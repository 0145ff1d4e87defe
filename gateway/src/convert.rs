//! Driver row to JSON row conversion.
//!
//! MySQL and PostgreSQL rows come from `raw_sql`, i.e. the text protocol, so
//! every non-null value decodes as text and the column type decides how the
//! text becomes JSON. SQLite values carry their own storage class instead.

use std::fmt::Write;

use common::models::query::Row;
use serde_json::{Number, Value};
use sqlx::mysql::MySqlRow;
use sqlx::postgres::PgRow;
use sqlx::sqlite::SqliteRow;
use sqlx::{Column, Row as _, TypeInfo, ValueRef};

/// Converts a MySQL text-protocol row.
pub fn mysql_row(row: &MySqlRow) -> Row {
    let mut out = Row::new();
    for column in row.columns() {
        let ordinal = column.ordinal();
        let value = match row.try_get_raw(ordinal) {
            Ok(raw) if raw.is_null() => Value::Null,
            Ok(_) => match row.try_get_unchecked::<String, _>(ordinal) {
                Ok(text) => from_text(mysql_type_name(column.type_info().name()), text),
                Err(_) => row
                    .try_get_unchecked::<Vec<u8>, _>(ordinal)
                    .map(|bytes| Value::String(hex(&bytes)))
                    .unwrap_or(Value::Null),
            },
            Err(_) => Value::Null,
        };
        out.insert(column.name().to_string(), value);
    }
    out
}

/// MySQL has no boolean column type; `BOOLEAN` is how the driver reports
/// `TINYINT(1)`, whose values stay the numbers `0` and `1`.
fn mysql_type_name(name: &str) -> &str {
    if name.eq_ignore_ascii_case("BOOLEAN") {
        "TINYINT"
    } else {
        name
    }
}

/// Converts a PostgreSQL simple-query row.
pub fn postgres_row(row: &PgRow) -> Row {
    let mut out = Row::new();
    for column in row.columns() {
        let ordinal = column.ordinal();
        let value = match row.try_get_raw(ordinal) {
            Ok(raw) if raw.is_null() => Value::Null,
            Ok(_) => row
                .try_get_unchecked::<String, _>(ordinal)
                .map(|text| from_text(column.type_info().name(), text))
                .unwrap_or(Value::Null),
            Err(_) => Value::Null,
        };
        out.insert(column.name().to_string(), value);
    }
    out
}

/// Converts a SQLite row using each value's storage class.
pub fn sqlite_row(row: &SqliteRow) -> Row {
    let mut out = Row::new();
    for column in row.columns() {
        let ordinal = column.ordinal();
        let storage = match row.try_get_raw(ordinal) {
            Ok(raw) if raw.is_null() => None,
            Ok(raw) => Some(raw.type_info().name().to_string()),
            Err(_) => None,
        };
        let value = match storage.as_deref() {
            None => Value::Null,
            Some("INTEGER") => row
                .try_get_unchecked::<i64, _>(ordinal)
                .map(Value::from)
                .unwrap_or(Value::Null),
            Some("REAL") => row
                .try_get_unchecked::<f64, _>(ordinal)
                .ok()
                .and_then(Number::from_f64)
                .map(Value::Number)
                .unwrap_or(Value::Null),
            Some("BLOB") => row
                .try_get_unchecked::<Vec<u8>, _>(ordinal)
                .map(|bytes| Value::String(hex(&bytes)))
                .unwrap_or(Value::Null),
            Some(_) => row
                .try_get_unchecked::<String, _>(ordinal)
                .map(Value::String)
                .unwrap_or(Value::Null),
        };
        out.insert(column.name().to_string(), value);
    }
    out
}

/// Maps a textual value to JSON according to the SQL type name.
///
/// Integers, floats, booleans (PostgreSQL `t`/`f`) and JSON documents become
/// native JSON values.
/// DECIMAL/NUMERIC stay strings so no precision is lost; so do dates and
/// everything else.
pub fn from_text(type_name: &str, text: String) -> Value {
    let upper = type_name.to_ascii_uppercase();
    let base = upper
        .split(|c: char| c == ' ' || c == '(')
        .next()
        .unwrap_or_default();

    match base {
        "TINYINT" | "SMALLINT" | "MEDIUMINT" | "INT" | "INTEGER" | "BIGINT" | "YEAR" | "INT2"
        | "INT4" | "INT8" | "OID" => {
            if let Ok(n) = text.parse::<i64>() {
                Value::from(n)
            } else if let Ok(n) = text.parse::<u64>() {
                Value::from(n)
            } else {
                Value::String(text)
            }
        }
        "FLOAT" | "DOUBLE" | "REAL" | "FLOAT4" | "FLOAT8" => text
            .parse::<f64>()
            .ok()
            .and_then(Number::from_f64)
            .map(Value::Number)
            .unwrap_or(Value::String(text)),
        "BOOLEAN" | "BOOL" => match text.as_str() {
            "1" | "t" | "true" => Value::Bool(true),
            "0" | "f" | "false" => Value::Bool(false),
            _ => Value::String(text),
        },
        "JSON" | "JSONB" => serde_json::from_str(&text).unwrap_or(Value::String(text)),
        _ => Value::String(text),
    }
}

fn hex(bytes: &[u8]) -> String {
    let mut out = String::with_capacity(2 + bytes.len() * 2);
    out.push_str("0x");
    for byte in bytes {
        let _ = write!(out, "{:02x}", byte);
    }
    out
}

- **About this task**: Within the listing above, tally the lines holding the word "PostgreSQL". Give the tally only.

- **Task response**: 3